Re: A costing analysis tool - Mailing list pgsql-hackers

From Martijn van Oosterhout
Subject Re: A costing analysis tool
Date
Msg-id 20051015223417.GF14113@svana.org
Whole thread Raw
In response to Re: A costing analysis tool  (Greg Stark <gsstark@mit.edu>)
Responses Re: A costing analysis tool
List pgsql-hackers
On Sat, Oct 15, 2005 at 05:53:45PM -0400, Greg Stark wrote:
> Martijn van Oosterhout <kleptog@svana.org> writes:
>
> > This is unfortunate because EXPLAIN ANALYZE is an immensly useful tool,
> > as far as it goes. I've pondered if some kind of userspace timing
> > mechanism could be introduced (possibly using builtin CPU cycle
> > counters) to reduce the cost. It does, however, remain a cost.
>
> I wonder if there's a good case for a version of explain analyze that runs the
> query and outputs the plan along with row counts but not timing for each row.
> You would still be able to see if the estimates are correct. And it would have
> basically no overhead so you could use it under a production environment.

That's an interesting thought. Just counting tuples and loops. Wouldn't
be too hard to implement. BTW, for those people thinking of using
hardware CPU cycle counters, it won't work. Think multiple CPUs,
systems with variable CPU clock sppeds and CPUs idling when there's
nothing to do. There is no useful relationship between a CPU cycle
counter and wall clock time over the sort of time intervals we're
interested in.

Interestingly, I notice the windows port of PostgreSQL uses the
QueryPerformanceCounter() function. I tried playing with it under linux
and found that Linux suspends the CPU while waiting for things to
happen. So:

sleep(1)                ~ 20 million cycles
busy loop for 1 second  ~ 800 million cycles (CPU speed)

So, what's good for battery and power usage is bad for accurate
timings. Basically, on Linux it would seriously underestimate the time
for blocking system calls on an otherwise idle system. So, it works for
Windows because they don't do this...

> > Given that you can see how many times gettimeday() was called, you may
> > be able to correct the error. I havn't tried that though.
>
> I tried, it seems like it should be trivial but I got bogged down in details.
> Removing profiling overhead is pretty standard for profilers to do though. It
> really seems to me like it ought to be done. It still wouldn't let you use
> EXPLAIN ANALYZE under production without a lot of overhead though.

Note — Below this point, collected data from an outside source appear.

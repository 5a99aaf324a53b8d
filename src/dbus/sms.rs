// ABOUTME: org.freedesktop.ModemManager.Modem.Gsm.SMS: stored and outgoing messages plus MMS download and sending
// ABOUTME: Messages are exchanged as a{sv} dictionaries keyed like number, text, index and smsc

use super::{DbusError, Dict, dict_bool, dict_str};
use crate::pdu::MmsPart;
use crate::signals::MmsHeaders;
use crate::sms::Message;
use crate::wrapper::Wrapper;
use std::collections::HashMap;
use std::sync::Arc;
use zbus::interface;
use zbus::object_server::SignalEmitter;
use zbus::zvariant::{OwnedValue, Value};

pub struct SmsIface {
    wrapper: Arc<Wrapper>,
}

impl SmsIface {
    pub fn new(wrapper: Arc<Wrapper>) -> Self {
        Self { wrapper }
    }
}

pub(super) fn message_dict(sms: &Message) -> Dict {
    let mut dict = Dict::new();
    dict.insert("number".to_string(), Value::from(sms.number.clone()));
    dict.insert("text".to_string(), Value::from(sms.text()));
    if let Some(index) = sms.index {
        dict.insert("index".to_string(), Value::from(index));
    }
    if let Some(status) = sms.storage_status {
        dict.insert("where".to_string(), Value::from(status));
    }
    if let Some(timestamp) = sms.timestamp() {
        dict.insert("timestamp".to_string(), Value::from(timestamp));
    }
    if let Some(csca) = &sms.csca {
        dict.insert("smsc".to_string(), Value::from(csca.clone()));
    }
    if sms.status_request {
        dict.insert("status_request".to_string(), Value::from(true));
    }
    dict
}

/// Outgoing message from a client dictionary.
pub(super) fn message_from_dict(
    dict: &HashMap<String, OwnedValue>,
) -> Result<Message, DbusError> {
    let number = dict_str(dict, "number").ok_or_else(|| DbusError::input("no number given"))?;
    let text = dict_str(dict, "text").ok_or_else(|| DbusError::input("no text given"))?;
    Ok(Message::new(number, text)
        .with_csca(dict_str(dict, "smsc").map(str::to_string))
        .with_status_request(dict_bool(dict, "status_request").unwrap_or(false)))
}

/// An MMS data part on the bus: content type, its parameters and the data.
pub type PartTuple = (String, HashMap<String, String>, Vec<u8>);

fn part_tuple(part: MmsPart) -> PartTuple {
    (part.content_type, part.parameters.into_iter().collect(), part.data)
}

fn part_from_tuple((content_type, parameters, data): PartTuple) -> MmsPart {
    MmsPart {
        content_type,
        parameters: parameters.into_iter().collect(),
        data,
    }
}

fn headers_dict(headers: MmsHeaders) -> Dict {
    headers
        .into_iter()
        .map(|(k, v)| (k, Value::from(v)))
        .collect()
}

#[interface(name = "org.freedesktop.ModemManager.Modem.Gsm.SMS")]
impl SmsIface {
    async fn list(&self) -> Vec<Dict> {
        self.wrapper.list_sms().await.iter().map(message_dict).collect()
    }

    async fn get(&self, index: u32) -> Result<Dict, DbusError> {
        Ok(message_dict(&self.wrapper.get_sms(index).await?))
    }

    async fn delete(&self, index: u32) -> Result<(), DbusError> {
        Ok(self.wrapper.delete_sms(index).await?)
    }

    /// Send a message, returning the references of its parts.
    async fn send(&self, sms: HashMap<String, OwnedValue>) -> Result<Vec<u32>, DbusError> {
        let sms = message_from_dict(&sms)?;
        Ok(self.wrapper.send_sms(sms).await?)
    }

    async fn send_from_storage(&self, index: u32) -> Result<Vec<u32>, DbusError> {
        Ok(self.wrapper.send_sms_from_storage(index).await?)
    }

    /// Store a message, returning its logical index.
    async fn save(&self, sms: HashMap<String, OwnedValue>) -> Result<Vec<u32>, DbusError> {
        let sms = message_from_dict(&sms)?;
        Ok(vec![self.wrapper.save_sms(sms).await?])
    }

    async fn set_indication(
        &self,
        mode: u32,
        mt: u32,
        bm: u32,
        ds: u32,
        bfr: u32,
    ) -> Result<(), DbusError> {
        Ok(self.wrapper.set_sms_indication(mode, mt, bm, ds, bfr).await?)
    }

    async fn get_smsc(&self) -> Result<String, DbusError> {
        Ok(self.wrapper.get_smsc().await?)
    }

    async fn set_smsc(&self, smsc: String) -> Result<(), DbusError> {
        Ok(self.wrapper.set_smsc(&smsc).await?)
    }

    async fn get_format(&self) -> Result<u32, DbusError> {
        Ok(self.wrapper.get_sms_format().await?)
    }

    async fn set_format(&self, format: u32) -> Result<(), DbusError> {
        Ok(self.wrapper.set_sms_format(format).await?)
    }

    /// MMS notifications not yet downloaded, with their headers.
    async fn list_available_mms(&self) -> Vec<(u32, Dict)> {
        self.wrapper
            .list_available_mms()
            .await
            .into_iter()
            .map(|(index, headers)| (index, headers_dict(headers)))
            .collect()
    }

    /// Fetch an MMS through the gateway given in `extra`; returns its
    /// headers and data parts.
    async fn download_mms(
        &self,
        index: u32,
        extra: HashMap<String, String>,
    ) -> Result<(Dict, Vec<PartTuple>), DbusError> {
        let mms = self.wrapper.download_mms(index, &extra).await?;
        let parts = mms.parts.into_iter().map(part_tuple).collect();
        Ok((headers_dict(mms.headers), parts))
    }

    /// Send an MMS through the MMSC given in `extra`, returning the
    /// Message-ID it assigned.
    async fn send_mms(
        &self,
        headers: HashMap<String, String>,
        parts: Vec<PartTuple>,
        extra: HashMap<String, String>,
    ) -> Result<String, DbusError> {
        let headers: MmsHeaders = headers.into_iter().collect();
        let parts = parts.into_iter().map(part_from_tuple).collect();
        Ok(self.wrapper.send_mms(headers, parts, &extra).await?)
    }

    async fn acknowledge_mms(
        &self,
        index: u32,
        extra: HashMap<String, String>,
    ) -> Result<(), DbusError> {
        Ok(self.wrapper.acknowledge_mms(index, &extra).await?)
    }

    #[zbus(signal)]
    pub async fn sms_received(
        emitter: &SignalEmitter<'_>,
        index: u32,
        completed: bool,
    ) -> zbus::Result<()>;

    #[zbus(signal)]
    pub async fn completed(emitter: &SignalEmitter<'_>, index: u32, completed: bool) -> zbus::Result<()>;

    #[zbus(signal)]
    pub async fn delivered(emitter: &SignalEmitter<'_>, reference: u32) -> zbus::Result<()>;

    #[zbus(signal)]
    pub async fn mms_received(
        emitter: &SignalEmitter<'_>,
        index: u32,
        headers: Dict,
    ) -> zbus::Result<()>;
}
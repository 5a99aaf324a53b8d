// ABOUTME: USSD sessions: send requests, decode replies and track the exported session state
// ABOUTME: Some older Huawei firmwares want requests as packed 7-bit GSM hex ("old mode")

use super::Wrapper;
use crate::datatypes::{Charset, ErrorKind, Interface, UssdState};
use crate::encoding::{
    decode_gsm7, encode_gsm7, hex_decode, hex_encode, pack_septets,
    pack_ucs2_bytes, unpack_septets, unpack_ucs2_bytes,
};
use crate::error::{ModemError, ModemResult};
use crate::protocol::Captures;
use tracing::debug;

/// Data coding scheme sent with every request: GSM 7-bit, language
/// unspecified.
const USSD_DCS: u32 = 15;
/// Data coding scheme announcing a UCS2 reply.
const DCS_UCS2: u32 = 72;

/// Carriage return used to pad a final septet.
const CR: u8 = 0x0D;

impl Wrapper {
    /// Send `request` and return the network's answer. The session moves
    /// to `user-response` when the network expects more input.
    pub async fn send_ussd(&self, request: &str) -> ModemResult<String> {
        let old_mode = self.custom.ussd_old_mode();
        let lease = self.lease_charset().await;
        let charset = lease.charset();
        let payload = if old_mode {
            encode_packed_gsm7(request)?
        } else if charset == Charset::Ucs2 {
            pack_ucs2_bytes(request)
        } else {
            request.to_string()
        };

        self.set_ussd_state(UssdState::Active);
        let raw = format!("AT+CUSD=1,\"{}\",{}", payload, USSD_DCS);
        let reply = match self.query(raw, "send_ussd").await {
            Ok(reply) => reply,
            Err(e) => {
                self.set_ussd_state(UssdState::Idle);
                return Err(e);
            }
        };

        let decoded = reply.first().and_then(|caps| {
            let state = if caps.str("index") == "1" {
                UssdState::UserResponse
            } else {
                UssdState::Idle
            };
            let text = if old_mode {
                decode_old_mode(caps)?
            } else {
                decode_reply(caps.str("resp"), charset)?
            };
            Ok((state, text))
        });
        match decoded {
            Ok((state, text)) => {
                debug!(state = state.as_str(), "USSD reply");
                self.set_ussd_state(state);
                Ok(text)
            }
            Err(e) => {
                self.set_ussd_state(UssdState::Idle);
                Err(e)
            }
        }
    }

    /// Abort the running session.
    pub async fn cancel_ussd(&self) -> ModemResult<()> {
        let result = self.query("AT+CUSD=2", "cancel_ussd").await.map(|_| ());
        self.set_ussd_state(UssdState::Idle);
        result
    }

    pub fn ussd_state(&self) -> UssdState {
        match self
            .board
            .property(Interface::Ussd, "State")
            .and_then(|v| v.as_str().map(String::from))
            .as_deref()
        {
            Some("active") => UssdState::Active,
            Some("user-response") => UssdState::UserResponse,
            _ => UssdState::Idle,
        }
    }

    fn set_ussd_state(&self, state: UssdState) {
        self.board
            .set_property(Interface::Ussd, "State", state.as_str());
    }
}

/// Some networks pad UCS2 replies with one NUL octet.
fn ucs2_payload(text: &str) -> &str {
    match text.strip_suffix("00") {
        Some(trimmed) if text.len() % 4 == 2 => trimmed,
        _ => text,
    }
}

/// Whether a reply is acceptable for a modem running `charset`: in UCS2
/// mode every reply must be UCS2 hex.
fn is_ucs2_reply(charset: Charset, text: &str) -> bool {
    charset != Charset::Ucs2 || unpack_ucs2_bytes(ucs2_payload(text)).is_ok()
}

fn malformed(text: &str) -> ModemError {
    ModemError::new(ErrorKind::MalformedUssdPdu, text)
}

fn decode_reply(resp: &str, charset: Charset) -> ModemResult<String> {
    if resp.is_empty() {
        return Ok(String::new());
    }
    if !is_ucs2_reply(charset, resp) {
        return Err(malformed(resp));
    }
    match charset {
        Charset::Ucs2 => unpack_ucs2_bytes(ucs2_payload(resp)).map_err(|_| malformed(resp)),
        _ => Ok(resp.to_string()),
    }
}

fn encode_packed_gsm7(request: &str) -> ModemResult<String> {
    let septets = encode_gsm7(request).ok_or_else(|| {
        ModemError::new(
            ErrorKind::CharsetError,
            format!("{:?} is not GSM 7-bit text", request),
        )
    })?;
    Ok(hex_encode(&pack_septets(&septets, 0)))
}

/// Old-mode replies come back as packed 7-bit hex, as UCS2 hex, or as
/// plain text, depending on firmware and network.
fn decode_old_mode(caps: &Captures) -> ModemResult<String> {
    let resp = caps.str("resp");
    if resp.is_empty() {
        return Ok(String::new());
    }
    let dcs: Option<u32> = caps.parse("dcs").ok();
    if dcs == Some(DCS_UCS2) {
        return unpack_ucs2_bytes(ucs2_payload(resp)).map_err(|_| malformed(resp));
    }
    match hex_decode(resp) {
        Some(octets) => {
            let mut septets = unpack_septets(&octets, octets.len() * 8 / 7, 0);
            if septets.len() % 8 == 0 && septets.last() == Some(&CR) {
                septets.pop();
            }
            Ok(decode_gsm7(&septets))
        }
        None => Ok(resp.to_string()),
    }
}
/// Numeric codes a modem may report in a `+CMS ERROR: <code>` line
/// (3GPP TS 27.005 section 3.2.5).
#[derive(TryFromPrimitive)]
#[repr(u16)]
#[derive(Copy, Clone, Debug, PartialEq, Eq, Hash)]
pub enum CmsCode {
    /// ME failure
    PhoneFailure = 300,
    /// SMS service of ME reserved
    ServiceReserved = 301,
    /// Operation not allowed
    OperationNotAllowed = 302,
    /// Operation not supported
    OperationNotSupported = 303,
    /// Invalid PDU mode parameter
    InvalidPduParameter = 304,
    /// Invalid text mode parameter
    InvalidTextParameter = 305,
    /// SIM not inserted
    SimNotInserted = 310,
    /// SIM PIN required
    SimPinRequired = 311,
    /// SIM failure
    SimFailure = 313,
    /// SIM busy
    SimBusy = 314,
    /// SIM wrong
    SimWrong = 315,
    /// Memory failure
    MemoryFailure = 320,
    /// Invalid memory index
    InvalidMemoryIndex = 321,
    /// Memory full
    MemoryFull = 322,
    /// SMSC address unknown
    SmscAddressUnknown = 330,
    /// No network service
    NoNetworkService = 331,
    /// Unknown error
    Unknown = 500,
}

/// Every failure the modem layer can surface to a client.
///
/// The kind is the programmatic identity of an error; the text that
/// accompanies it in [`crate::ModemError`] is informational only.
#[derive(Copy, Clone, Debug, PartialEq, Eq, Hash)]
pub enum ErrorKind {
    /// Plain `ERROR` reply
    GenericError,
    /// `INPUT VALUE IS OUT OF RANGE` reply
    InputValueError,
    /// Vendor "operation failed"
    General,
    PhoneFailure,
    NoConnection,
    LinkReserved,
    OperationNotAllowed,
    OperationNotSupported,
    PhSimPinRequired,
    PhFSimPinRequired,
    PhFPukRequired,
    SimNotInserted,
    SimPinRequired,
    SimPukRequired,
    SimFailure,
    SimBusy,
    SimWrong,
    SimNotStarted,
    IncorrectPassword,
    SimPin2Required,
    SimPuk2Required,
    MemoryFull,
    InvalidIndex,
    NotFound,
    MemoryFailure,
    TextTooLong,
    InvalidChars,
    DialStringTooLong,
    InvalidDialString,
    NoNetwork,
    NetworkTimeout,
    NetworkNotAllowed,
    NetworkPinRequired,
    NetworkPukRequired,
    NetworkSubsetPinRequired,
    NetworkSubsetPukRequired,
    ServicePinRequired,
    ServicePukRequired,
    CorporatePinRequired,
    CorporatePukRequired,
    HiddenKeyRequired,
    EapMethodNotSupported,
    IncorrectParams,
    Unknown,
    GprsIllegalMs,
    GprsIllegalMe,
    GprsServiceNotAllowed,
    GprsPlmnNotAllowed,
    GprsLocationNotAllowed,
    GprsRoamingNotAllowed,
    GprsOptionNotSupported,
    GprsNotSubscribed,
    GprsOutOfOrder,
    GprsPdpAuthFailure,
    GprsUnspecified,
    GprsInvalidClass,
    ServiceTemporarilyOutOfOrder,
    UnknownSubscriber,
    ServiceNotInUse,
    ServiceNotAvailable,
    UnknownNetworkMessage,
    CallStateError,
    CallIndexError,
    CharsetError,
    Connected,
    MalformedUssdPdu,
    SerialResponseTimeout,
    ExpiredNotification,
    Cms(CmsCode),
}

impl From<CmeCode> for ErrorKind {
    fn from(code: CmeCode) -> Self {
        match code {
            CmeCode::PhoneFailure => ErrorKind::PhoneFailure,
            CmeCode::NoConnection => ErrorKind::NoConnection,
            CmeCode::LinkReserved => ErrorKind::LinkReserved,
            CmeCode::OperationNotAllowed => ErrorKind::OperationNotAllowed,
            CmeCode::OperationNotSupported => ErrorKind::OperationNotSupported,
            CmeCode::PhSimPinRequired => ErrorKind::PhSimPinRequired,
            CmeCode::PhFSimPinRequired => ErrorKind::PhFSimPinRequired,
            CmeCode::PhFPukRequired => ErrorKind::PhFPukRequired,
            CmeCode::SimNotInserted => ErrorKind::SimNotInserted,
            CmeCode::SimPinRequired => ErrorKind::SimPinRequired,
            CmeCode::SimPukRequired => ErrorKind::SimPukRequired,
            CmeCode::SimFailure => ErrorKind::SimFailure,
            CmeCode::SimBusy | CmeCode::IceraSimBusy => ErrorKind::SimBusy,
            CmeCode::SimWrong => ErrorKind::SimWrong,
            CmeCode::IncorrectPassword => ErrorKind::IncorrectPassword,
            CmeCode::SimPin2Required => ErrorKind::SimPin2Required,
            CmeCode::SimPuk2Required => ErrorKind::SimPuk2Required,
            CmeCode::MemoryFull => ErrorKind::MemoryFull,
            CmeCode::InvalidIndex => ErrorKind::InvalidIndex,
            CmeCode::NotFound => ErrorKind::NotFound,
            CmeCode::MemoryFailure => ErrorKind::MemoryFailure,
            CmeCode::TextTooLong => ErrorKind::TextTooLong,
            CmeCode::InvalidChars => ErrorKind::InvalidChars,
            CmeCode::DialStringTooLong => ErrorKind::DialStringTooLong,
            CmeCode::InvalidDialString => ErrorKind::InvalidDialString,
            CmeCode::NoNetwork => ErrorKind::NoNetwork,
            CmeCode::NetworkTimeout => ErrorKind::NetworkTimeout,
            CmeCode::NetworkNotAllowed => ErrorKind::NetworkNotAllowed,
            CmeCode::NetworkPinRequired => ErrorKind::NetworkPinRequired,
            CmeCode::NetworkPukRequired => ErrorKind::NetworkPukRequired,
            CmeCode::NetworkSubsetPinRequired => ErrorKind::NetworkSubsetPinRequired,
            CmeCode::NetworkSubsetPukRequired => ErrorKind::NetworkSubsetPukRequired,
            CmeCode::ServicePinRequired => ErrorKind::ServicePinRequired,
            CmeCode::ServicePukRequired => ErrorKind::ServicePukRequired,
            CmeCode::CorporatePinRequired => ErrorKind::CorporatePinRequired,
            CmeCode::CorporatePukRequired => ErrorKind::CorporatePukRequired,
            CmeCode::HiddenKeyRequired => ErrorKind::HiddenKeyRequired,
            CmeCode::EapMethodNotSupported => ErrorKind::EapMethodNotSupported,
            CmeCode::IncorrectParams => ErrorKind::IncorrectParams,
            CmeCode::Unknown => ErrorKind::Unknown,
            CmeCode::GprsIllegalMs => ErrorKind::GprsIllegalMs,
            CmeCode::GprsIllegalMe => ErrorKind::GprsIllegalMe,
            CmeCode::GprsServiceNotAllowed => ErrorKind::GprsServiceNotAllowed,
            CmeCode::GprsPlmnNotAllowed => ErrorKind::GprsPlmnNotAllowed,
            CmeCode::GprsLocationNotAllowed => ErrorKind::GprsLocationNotAllowed,
            CmeCode::GprsRoamingNotAllowed => ErrorKind::GprsRoamingNotAllowed,
            CmeCode::GprsOptionNotSupported => ErrorKind::GprsOptionNotSupported,
            CmeCode::GprsNotSubscribed => ErrorKind::GprsNotSubscribed,
            CmeCode::GprsOutOfOrder => ErrorKind::GprsOutOfOrder,
            CmeCode::GprsPdpAuthFailure => ErrorKind::GprsPdpAuthFailure,
            CmeCode::GprsUnspecified => ErrorKind::GprsUnspecified,
            CmeCode::GprsInvalidClass => ErrorKind::GprsInvalidClass,
            CmeCode::ServiceTemporarilyOutOfOrder => ErrorKind::ServiceTemporarilyOutOfOrder,
            CmeCode::UnknownSubscriber => ErrorKind::UnknownSubscriber,
            CmeCode::ServiceNotInUse => ErrorKind::ServiceNotInUse,
            CmeCode::ServiceNotAvailable => ErrorKind::ServiceNotAvailable,
            CmeCode::UnknownNetworkMessage => ErrorKind::UnknownNetworkMessage,
            CmeCode::OperationFailed => ErrorKind::General,
            CmeCode::CallStateError => ErrorKind::CallStateError,
        }
    }
}
// ABOUTME: Shared per-device status: modem state, cached D-Bus properties and the signal broadcast
// ABOUTME: Wrapper, daemons and the D-Bus layer all read and update the device through this board

use crate::datatypes::{Interface, ModemState};
use crate::signals::Signal;
use std::collections::{BTreeMap, HashMap};
use std::fmt;
use std::sync::Mutex;
use tokio::sync::broadcast;
use tracing::debug;

/// Signals buffered per subscriber before the slowest one starts lagging.
const SIGNAL_CAPACITY: usize = 256;

/// Value of a cached property.
#[derive(Clone, Debug, PartialEq, Eq)]
pub enum PropValue {
    Str(String),
    U32(u32),
    Bool(bool),
}

impl PropValue {
    pub fn as_str(&self) -> Option<&str> {
        match self {
            PropValue::Str(s) => Some(s),
            _ => None,
        }
    }

    pub fn as_u32(&self) -> Option<u32> {
        match self {
            PropValue::U32(n) => Some(*n),
            _ => None,
        }
    }

    pub fn as_bool(&self) -> Option<bool> {
        match self {
            PropValue::Bool(b) => Some(*b),
            _ => None,
        }
    }
}

impl From<&str> for PropValue {
    fn from(s: &str) -> Self {
        PropValue::Str(s.to_string())
    }
}

impl From<String> for PropValue {
    fn from(s: String) -> Self {
        PropValue::Str(s)
    }
}

impl From<u32> for PropValue {
    fn from(n: u32) -> Self {
        PropValue::U32(n)
    }
}

impl From<bool> for PropValue {
    fn from(b: bool) -> Self {
        PropValue::Bool(b)
    }
}

impl fmt::Display for PropValue {
    fn fmt(&self, f: &mut fmt::Formatter<'_>) -> fmt::Result {
        match self {
            PropValue::Str(s) => write!(f, "{:?}", s),
            PropValue::U32(n) => write!(f, "{}", n),
            PropValue::Bool(b) => write!(f, "{}", b),
        }
    }
}

pub struct StatusBoard {
    state: Mutex<ModemState>,
    props: Mutex<HashMap<Interface, BTreeMap<String, PropValue>>>,
    signals: broadcast::Sender<Signal>,
}

impl StatusBoard {
    pub fn new() -> StatusBoard {
        let (signals, _) = broadcast::channel(SIGNAL_CAPACITY);
        StatusBoard {
            state: Mutex::new(ModemState::Disabled),
            props: Mutex::new(HashMap::new()),
            signals,
        }
    }

    pub fn status(&self) -> ModemState {
        *self.state.lock().unwrap_or_else(|e| e.into_inner())
    }

    /// Move to `new`, announcing the change. Setting the current state
    /// again is silent.
    pub fn set_status(&self, new: ModemState) {
        let old = {
            let mut state = self.state.lock().unwrap_or_else(|e| e.into_inner());
            std::mem::replace(&mut *state, new)
        };
        if old == new {
            return;
        }
        debug!(%old, %new, "state change");
        self.set_property(Interface::Modem, "State", new as u32);
        self.set_property(Interface::Modem, "Enabled", new.is_enabled());
        self.emit(Signal::StateChanged { old, new });
    }

    pub fn property(&self, interface: Interface, name: &str) -> Option<PropValue> {
        let props = self.props.lock().unwrap_or_else(|e| e.into_inner());
        props.get(&interface).and_then(|map| map.get(name)).cloned()
    }

    /// Cache `value`, emitting `PropertyChanged` when it differs from what
    /// was stored.
    pub fn set_property(&self, interface: Interface, name: &str, value: impl Into<PropValue>) {
        let value = value.into();
        let changed = {
            let mut props = self.props.lock().unwrap_or_else(|e| e.into_inner());
            let map = props.entry(interface).or_default();
            match map.get(name) {
                Some(current) if *current == value => false,
                _ => {
                    debug!(interface = interface.name(), name, %value, "property");
                    map.insert(name.to_string(), value);
                    true
                }
            }
        };
        if changed {
            self.emit(Signal::PropertyChanged {
                interface,
                name: name.to_string(),
            });
        }
    }

    /// Snapshot of every property cached for `interface`.
    pub fn properties(&self, interface: Interface) -> BTreeMap<String, PropValue> {
        let props = self.props.lock().unwrap_or_else(|e| e.into_inner());
        props.get(&interface).cloned().unwrap_or_default()
    }

    /// Broadcast `signal`. Having no subscribers is fine.
    pub fn emit(&self, signal: Signal) {
        let _ = self.signals.send(signal);
    }

    pub fn subscribe(&self) -> broadcast::Receiver<Signal> {
        self.signals.subscribe()
    }
}

impl Default for StatusBoard {
    fn default() -> Self {
        StatusBoard::new()
    }
}

impl fmt::Debug for StatusBoard {
    fn fmt(&self, f: &mut fmt::Formatter<'_>) -> fmt::Result {
        f.debug_struct("StatusBoard")
            .field("state", &self.status())
            .finish()
    }
}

It occured to me as I wrote it to try and build it into the system. But
I have no idea what kind of issues you might have run into. Any
references?

Have a nice day,
--
Martijn van Oosterhout   <kleptog@svana.org>   http://svana.org/kleptog/
> Patent. n. Genius is 5% inspiration and 95% perspiration. A patent is a
> tool for doing 5% of the work and then sitting around waiting for someone
> else to do the other 95% so you can sue them.